Adsorption thermodynamics and mass transfer of toxic volatile organic compounds in activated-carbon fiber-cloth for air pollution control

Toxic volatile organic compounds (TVOCs) constitute 69% of the total air toxics emitted by major industrial point sources. Adsorption is one of the most practical mechanisms that can be used to separate and recover TVOCs before they are discharged into the atmosphere. Research on new adsorbent materials and adsorption processes were performed to achieve this goal. In this research, thermodynamic and transient behavior of TVOC adsorption in activated-carbon fiber-cloth were modeled. Experiments included steady-state and transient adsorption of acetone, as a surrogate for TVOCs, at select temperatures and partial pressures. The Dubinin-Astakhov model was modified to provide the “Thermal Equation of Equilibrium Adsorption” (TEEA) model. Such model allowed for derivations of continuous functions describing adsorption thermodynamic parameters in the phase space of temperature, adsorbate partial pressure, and adsorption capacity. A new model was developed to define functionality of the relative pore filling pressure of vapors to the micropore size of the adsorbent using the classical thermodynamics and TEEA. Relative mesopore filling pressure was modeled by modifying the Kelvin equation. The Modified-Kelvin equation provided a convenient and reliable method to determine the mesopore size distribution of the adsorbent. Effective diffusivity of adsorbates into the fibers was then modeled as a function of temperature, adsorbate partial pressure and adsorbent pore size distribution. A non-dispersive finite difference analytical-numerical model was developed to define the local adsorption kinetics. The kinetic model was used to calculate the effective diffusivity of acetone from short length chromatography (SLC) experiments. A Lattice Boltzmann Method (LBM) was developed and used to model the longitudinal effective diffusivity of square matrices of fibers within miniature fixed beds.

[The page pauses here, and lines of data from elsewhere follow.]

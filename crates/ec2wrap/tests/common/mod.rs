//! In-memory EC2 used by the integration tests
//!
//! `FakeEc2` keeps one store per EC2 family, answers describes with the same
//! filter and not-found behavior as EC2 for the keys the crate uses, records
//! every call and can be told to fail specific operations.

#![allow(dead_code)]

use anyhow::{Result, anyhow, bail};
use async_trait::async_trait;
use aws_sdk_ec2::types::{
    Address, DomainType, GroupIdentifier, Image, ImageState, Instance, InstanceState,
    InstanceStateName, InstanceType, IpPermission, Reservation, SecurityGroup, Snapshot,
    SnapshotState, StateReason, Subnet, Tag, Volume, VolumeAttachment, VolumeState, Vpc,
};
use ec2wrap::ec2::{AddressRef, CreateVolumeParams, DescribeRequest, Ec2Api, RunInstancesParams};
use ec2wrap::{AccountId, Connector, Ec2Connector, Settings};
use std::sync::{Arc, Mutex, MutexGuard};
use std::time::Duration;

pub const ACCOUNT_ID: &str = "123456789012";

/// Connector over `fake` with no tagging delay
pub fn connector(fake: &Arc<FakeEc2>) -> Arc<dyn Connector> {
    connector_with(fake, Settings::default())
}

pub fn connector_with(fake: &Arc<FakeEc2>, settings: Settings) -> Arc<dyn Connector> {
    let api: Arc<dyn Ec2Api> = fake.clone();
    Ec2Connector::new(
        api,
        AccountId::new(ACCOUNT_ID),
        settings.with_tag_delay(Duration::ZERO),
    )
    .shared()
}

pub fn tag(key: &str, value: &str) -> Tag {
    Tag::builder().key(key).value(value).build()
}

pub fn instance(id: &str, state: InstanceStateName) -> Instance {
    Instance::builder()
        .instance_id(id)
        .state(InstanceState::builder().name(state).build())
        .build()
}

pub fn volume(id: &str) -> Volume {
    Volume::builder()
        .volume_id(id)
        .state(VolumeState::Available)
        .build()
}

/// Field lookups the fake understands for describe filters
trait Described: Clone {
    fn id(&self) -> Option<&str>;
    fn tags_mut(&mut self) -> &mut Option<Vec<Tag>>;
    fn tag_list(&self) -> &[Tag];
    fn field(&self, name: &str) -> Vec<String>;
}

fn one(value: Option<&str>) -> Vec<String> {
    value.map(str::to_string).into_iter().collect()
}

impl Described for Instance {
    fn id(&self) -> Option<&str> {
        self.instance_id()
    }
    fn tags_mut(&mut self) -> &mut Option<Vec<Tag>> {
        &mut self.tags
    }
    fn tag_list(&self) -> &[Tag] {
        self.tags()
    }
    fn field(&self, name: &str) -> Vec<String> {
        match name {
            "private-ip-address" => one(self.private_ip_address()),
            "dns-name" => one(self.public_dns_name()),
            "subnet-id" => one(self.subnet_id()),
            "vpc-id" => one(self.vpc_id()),
            "instance-state-name" => one(
                self.state()
                    .and_then(|state| state.name())
                    .map(|name| name.as_str()),
            ),
            _ => Vec::new(),
        }
    }
}

impl Described for Volume {
    fn id(&self) -> Option<&str> {
        self.volume_id()
    }
    fn tags_mut(&mut self) -> &mut Option<Vec<Tag>> {
        &mut self.tags
    }
    fn tag_list(&self) -> &[Tag] {
        self.tags()
    }
    fn field(&self, name: &str) -> Vec<String> {
        match name {
            "attachment.instance-id" => self
                .attachments()
                .iter()
                .filter_map(|a| a.instance_id().map(str::to_string))
                .collect(),
            "attachment.device" => self
                .attachments()
                .iter()
                .filter_map(|a| a.device().map(str::to_string))
                .collect(),
            "status" => one(self.state().map(|state| state.as_str())),
            _ => Vec::new(),
        }
    }
}

impl Described for Snapshot {
    fn id(&self) -> Option<&str> {
        self.snapshot_id()
    }
    fn tags_mut(&mut self) -> &mut Option<Vec<Tag>> {
        &mut self.tags
    }
    fn tag_list(&self) -> &[Tag] {
        self.tags()
    }
    fn field(&self, name: &str) -> Vec<String> {
        match name {
            "owner-id" => one(self.owner_id()),
            "volume-id" => one(self.volume_id()),
            "status" => one(self.state().map(|state| state.as_str())),
            _ => Vec::new(),
        }
    }
}

impl Described for Address {
    fn id(&self) -> Option<&str> {
        self.public_ip()
    }
    fn tags_mut(&mut self) -> &mut Option<Vec<Tag>> {
        &mut self.tags
    }
    fn tag_list(&self) -> &[Tag] {
        self.tags()
    }
    fn field(&self, name: &str) -> Vec<String> {
        match name {
            "domain" => one(self.domain().map(|domain| domain.as_str())),
            "instance-id" => one(self.instance_id()),
            "allocation-id" => one(self.allocation_id()),
            _ => Vec::new(),
        }
    }
}

impl Described for SecurityGroup {
    fn id(&self) -> Option<&str> {
        self.group_id()
    }
    fn tags_mut(&mut self) -> &mut Option<Vec<Tag>> {
        &mut self.tags
    }
    fn tag_list(&self) -> &[Tag] {
        self.tags()
    }
    fn field(&self, name: &str) -> Vec<String> {
        match name {
            "group-name" => one(self.group_name()),
            "vpc-id" => one(self.vpc_id()),
            _ => Vec::new(),
        }
    }
}

impl Described for Subnet {
    fn id(&self) -> Option<&str> {
        self.subnet_id()
    }
    fn tags_mut(&mut self) -> &mut Option<Vec<Tag>> {
        &mut self.tags
    }
    fn tag_list(&self) -> &[Tag] {
        self.tags()
    }
    fn field(&self, name: &str) -> Vec<String> {
        match name {
            "vpc-id" => one(self.vpc_id()),
            "cidr-block" => one(self.cidr_block()),
            _ => Vec::new(),
        }
    }
}

impl Described for Vpc {
    fn id(&self) -> Option<&str> {
        self.vpc_id()
    }
    fn tags_mut(&mut self) -> &mut Option<Vec<Tag>> {
        &mut self.tags
    }
    fn tag_list(&self) -> &[Tag] {
        self.tags()
    }
    fn field(&self, name: &str) -> Vec<String> {
        match name {
            "cidr-block" => one(self.cidr_block()),
            _ => Vec::new(),
        }
    }
}

impl Described for Image {
    fn id(&self) -> Option<&str> {
        self.image_id()
    }
    fn tags_mut(&mut self) -> &mut Option<Vec<Tag>> {
        &mut self.tags
    }
    fn tag_list(&self) -> &[Tag] {
        self.tags()
    }
    fn field(&self, name: &str) -> Vec<String> {
        match name {
            "owner-id" => one(self.owner_id()),
            "is-public" => vec![self.public().unwrap_or(false).to_string()],
            "name" => one(self.name()),
            _ => Vec::new(),
        }
    }
}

Reflective lattice boundary conditions were developed to define complex solid configurations and provide a second order accurate solution on the boundaries. The models developed for this research were then integrated into a numerical model to determine the adsorption dynamics of acetone through the ACFC adsorber. Results from this research provide predictive tools to characterize adsorption thermodynamics, kinetics, and dynamics of other TVOC-adsorbent systems.